Course detail
Strength of Materials I
FSI-4PPAcad. year: 2013/2014
Basic concepts and problems of strength analysis. Basic mechanical properties of material. General theorems of linear elasticity. Definition, classification and assumptions of rod as the simplest model body. Rod under simple stress - tension / compression, torsion, and bending. Supporting stability of rods. Strain at a body point. Boundary states of elasticity and brittle strength. Safety conditions. Rods under combined stresses.
Language of instruction
Czech
Number of ECTS credits
8
Mode of study
Not applicable.
Guarantor
Learning outcomes of the course unit
Basic knowledge of stress and strain related to simple cases of rod under stress and the idea of the boundaries of applicability of these classical approaches. Conditions of fundamental boundary states and determination of safety in case of general strain with the aim to reliably set the dimensions of bodies or machine parts.
Prerequisites
Basic knowledge of statics and mathematics. Statics - conditions of static equilibrium and equivalence, the release of the body, the assessment of static certainty, resulting internal effects. Mathematics - vectors and matrices, differentials and integrals, solutions to differential equations. Knowledge of the software Maple.
Co-requisites
Not applicable.
Planned learning activities and teaching methods
The course is taught through lectures explaining the basic principles and theory of the discipline. Exercises are focused on practical topics presented in lectures.
Assesment methods and criteria linked to learning outcomes
Conditions for granting the credits: Active participation in tutorials, gaining at least 15 points in the control tests of in-course knowledge. Point gain from in-course tests (max. 30 points) is part of the final assessment of the course.
Examination: written and oral. Point gain from the examination is maximum 70 points. The content of the examination are questions on theory and solving the typical tasks related to profile areas of the course. Detailed examination conditions shall be specified by the lecturer in the first lecture. The final assessment is given by the sum of points gained in tutorials and examination. To pass the course, the student must gain at least 50 points.

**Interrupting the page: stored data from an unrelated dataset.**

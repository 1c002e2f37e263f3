//! Roster normalizer
//!
//! Turns a roster document of any supported envelope into canonical
//! `AttendanceMark`s with a zero absence rate. Shape mismatches degrade to
//! an empty roster; they never fail the workflow.

use crate::codec;
use crate::envelope::{first_i64, first_id, first_str, id_string, RosterEnvelope};
use crate::types::{AttendanceMark, AttendanceSummary, StudentId};
use serde_json::Value;

/// Normalized roster of one session
#[derive(Debug, Clone, PartialEq)]
pub struct RosterSnapshot {
    /// One mark per roster member, in response order
    pub marks: Vec<AttendanceMark>,
    /// Summary supplied by the remote store, if any
    pub remote_summary: Option<AttendanceSummary>,
    /// Whether any entry carries a persisted attendance record
    pub has_records: bool,
    /// Resolved envelope shape
    pub shape: &'static str,
}

impl RosterSnapshot {
    /// A session with no attendance records yet (writes must create)
    #[inline]
    #[must_use]
    pub fn is_novel(&self) -> bool {
        !self.has_records
    }
}

/// Normalize a raw roster document
#[must_use]
pub fn normalize_roster(doc: Value) -> RosterSnapshot {
    let envelope = RosterEnvelope::decode(doc);
    let shape = envelope.kind();
    let (items, summary) = envelope.into_parts();
    tracing::debug!(shape, entries = items.len(), "resolved roster envelope");

    let mut marks = Vec::with_capacity(items.len());
    let mut has_records = false;
    for item in &items {
        match normalize_entry(item) {
            Some((mark, persisted)) => {
                has_records |= persisted;
                marks.push(mark);
            }
            None => tracing::warn!("dropping roster entry without a student id"),
        }
    }

    RosterSnapshot {
        marks,
        remote_summary: summary.as_ref().and_then(decode_summary),
        has_records,
        shape,
    }
}

/// One roster entry to a mark, plus whether it carries a persisted record
fn normalize_entry(item: &Value) -> Option<(AttendanceMark, bool)> {
    let entry = item.as_object()?;
    let student = entry.get("student").and_then(Value::as_object);

    let student_id = first_id(entry, &["studentId", "student_id"])
        .or_else(|| student.and_then(|s| s.get("id")).and_then(id_string))?;

    let name = first_str(entry, &["studentName", "fullName"])
        .or_else(|| student.and_then(|s| first_str(s, &["fullName", "name"])));

    let status = codec::value_to_canonical(entry.get("status"));
    let note = first_str(entry, &["note", "notes", "comment"]).unwrap_or_default();

    // Row-level `id` may be an enrollment key, not an attendance record.
    let record_id = first_id(entry, &["attendanceId", "attendance_id"]);
    let persisted = record_id.is_some() || status.is_marked();

    let mut mark = AttendanceMark::new(StudentId::new(student_id))
        .with_status(status)
        .with_note(note);
    mark.student_name = name;
    Some((mark, persisted))
}

/// Remote summary; requires at least `total`.
///
/// Without an explicit `presentEquivalent`, late arrivals reported under
/// their own key are folded into the present count.
fn decode_summary(value: &Value) -> Option<AttendanceSummary> {
    let map = value.as_object()?;
    let tally = |keys: &[&str]| first_i64(map, keys).and_then(|n| usize::try_from(n).ok());
    let count = |keys: &[&str]| tally(keys).unwrap_or(0);

    let total = tally(&["total", "totalStudents"])?;
    let present_equivalent = tally(&["presentEquivalent"])
        .unwrap_or_else(|| count(&["present", "presentCount"]) + count(&["late", "lateCount"]));
    Some(AttendanceSummary {
        total,
        present_equivalent,
        absent: count(&["absent", "absentCount"]),
        not_marked: count(&["notMarked", "unmarked", "notMarkedCount"]),
    })
}

#[cfg(test)]
mod tests {
    use super::*;
    use crate::types::AttendanceStatus;
    use serde_json::json;

    fn entries() -> Value {
        json!([
            {"studentId": "s1", "studentName": "An", "status": "PRESENT", "attendanceId": "a1"},
            {"studentId": 2, "status": "NOT_MARKED"},
            {"student": {"id": "s3", "fullName": "Binh"}, "note": " late bus "}
        ])
    }

    #[test]
    fn three_envelopes_normalize_identically() {
        let bare = normalize_roster(entries());
        let items = normalize_roster(json!({"items": entries()}));
        let data = normalize_roster(json!({"data": entries()}));

        assert_eq!(bare.marks, items.marks);
        assert_eq!(bare.marks, data.marks);
        assert_eq!(bare.shape, "bare_array");
        assert_eq!(items.shape, "wrapped");
    }

    #[test]
    fn entries_become_marks_with_zero_rate() {
        let roster = normalize_roster(entries());
        assert_eq!(roster.marks.len(), 3);

        let first = &roster.marks[0];
        assert_eq!(first.student_id, StudentId::new("s1"));
        assert_eq!(first.student_name.as_deref(), Some("An"));
        assert_eq!(first.status, AttendanceStatus::Present);

        assert_eq!(roster.marks[1].student_id, StudentId::new("2"));
        assert_eq!(roster.marks[1].status, AttendanceStatus::Unmarked);

        let third = &roster.marks[2];
        assert_eq!(third.student_name.as_deref(), Some("Binh"));
        assert_eq!(third.note, "late bus");

        assert!(roster.marks.iter().all(|m| m.absence_rate == 0.0));
        assert!(roster.has_records);
    }

    #[test]
    fn roster_without_records_is_novel() {
        let roster = normalize_roster(json!({"items": [
            {"studentId": "s1"},
            {"studentId": "s2", "status": "NOT_MARKED"}
        ]}));
        assert!(roster.is_novel());
    }

    #[test]
    fn entries_without_student_id_are_dropped() {
        let roster = normalize_roster(json!([{"status": "ABSENT"}, {"studentId": "  "}, 7]));
        assert!(roster.marks.is_empty());
    }

    #[test]
    fn shape_mismatch_degrades_to_empty() {
        let roster = normalize_roster(json!({"unexpected": true}));
        assert!(roster.marks.is_empty());
        assert!(roster.remote_summary.is_none());
        assert_eq!(roster.shape, "fallback");
    }

    #[test]
    fn remote_summary_passes_through() {
        let roster = normalize_roster(json!({
            "items": [],
            "summary": {"total": 20, "present": 15, "absent": 3, "notMarked": 2}
        }));
        assert_eq!(
            roster.remote_summary,
            Some(AttendanceSummary {
                total: 20,
                present_equivalent: 15,
                absent: 3,
                not_marked: 2
            })
        );
    }

    #[test]
    fn remote_late_count_folds_into_present_equivalent() {
        let roster = normalize_roster(json!({
            "items": [],
            "summary": {"total": 10, "present": 6, "late": 1, "absent": 2, "notMarked": 1}
        }));
        let summary = roster.remote_summary.unwrap();

        assert_eq!(summary.present_equivalent, 7);
        assert_eq!(summary.present_equivalent + summary.absent + summary.not_marked, summary.total);
    }

    #[test]
    fn explicit_present_equivalent_is_taken_as_is() {
        let roster = normalize_roster(json!({
            "data": {"items": [], "summary": {"total": 4, "presentEquivalent": 3, "late": 1, "absent": 1}}
        }));
        assert_eq!(roster.remote_summary.map(|s| s.present_equivalent), Some(3));
    }

    #[test]
    fn row_id_alone_does_not_mark_a_record() {
        let roster = normalize_roster(json!({"items": [
            {"id": "enr-1", "studentId": "s1"},
            {"id": 17, "studentId": "s2", "status": "NOT_MARKED"}
        ]}));
        assert!(roster.is_novel());

        let recorded = normalize_roster(json!([{"attendance_id": 9, "studentId": "s1"}]));
        assert!(!recorded.is_novel());
    }

    #[test]
    fn summary_without_total_is_ignored() {
        let roster = normalize_roster(json!({"items": [], "summary": {"present": 1}}));
        assert!(roster.remote_summary.is_none());
    }
}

Examination: written and oral. Point gain from the examination is maximum 70 points. The content of the examination are questions on theory and solving the typical tasks related to profile areas of the course. Detailed examination conditions shall be specified by the lecturer in the first lecture. The final assessment is given by the sum of points gained in tutorials and examination. To pass the course, the student must gain at least 50 points.
Course curriculum
Not applicable.
Work placements
Not applicable.
Aims
The objective of the course Strength Analysis I is to equip the students with methodology for determination of strain and stress in bodies and risk assessment of basic boundary states. Practical experience with computations of the simplest bodies will be further supplemented with basic knowledge necessary for the strength design of real machine parts.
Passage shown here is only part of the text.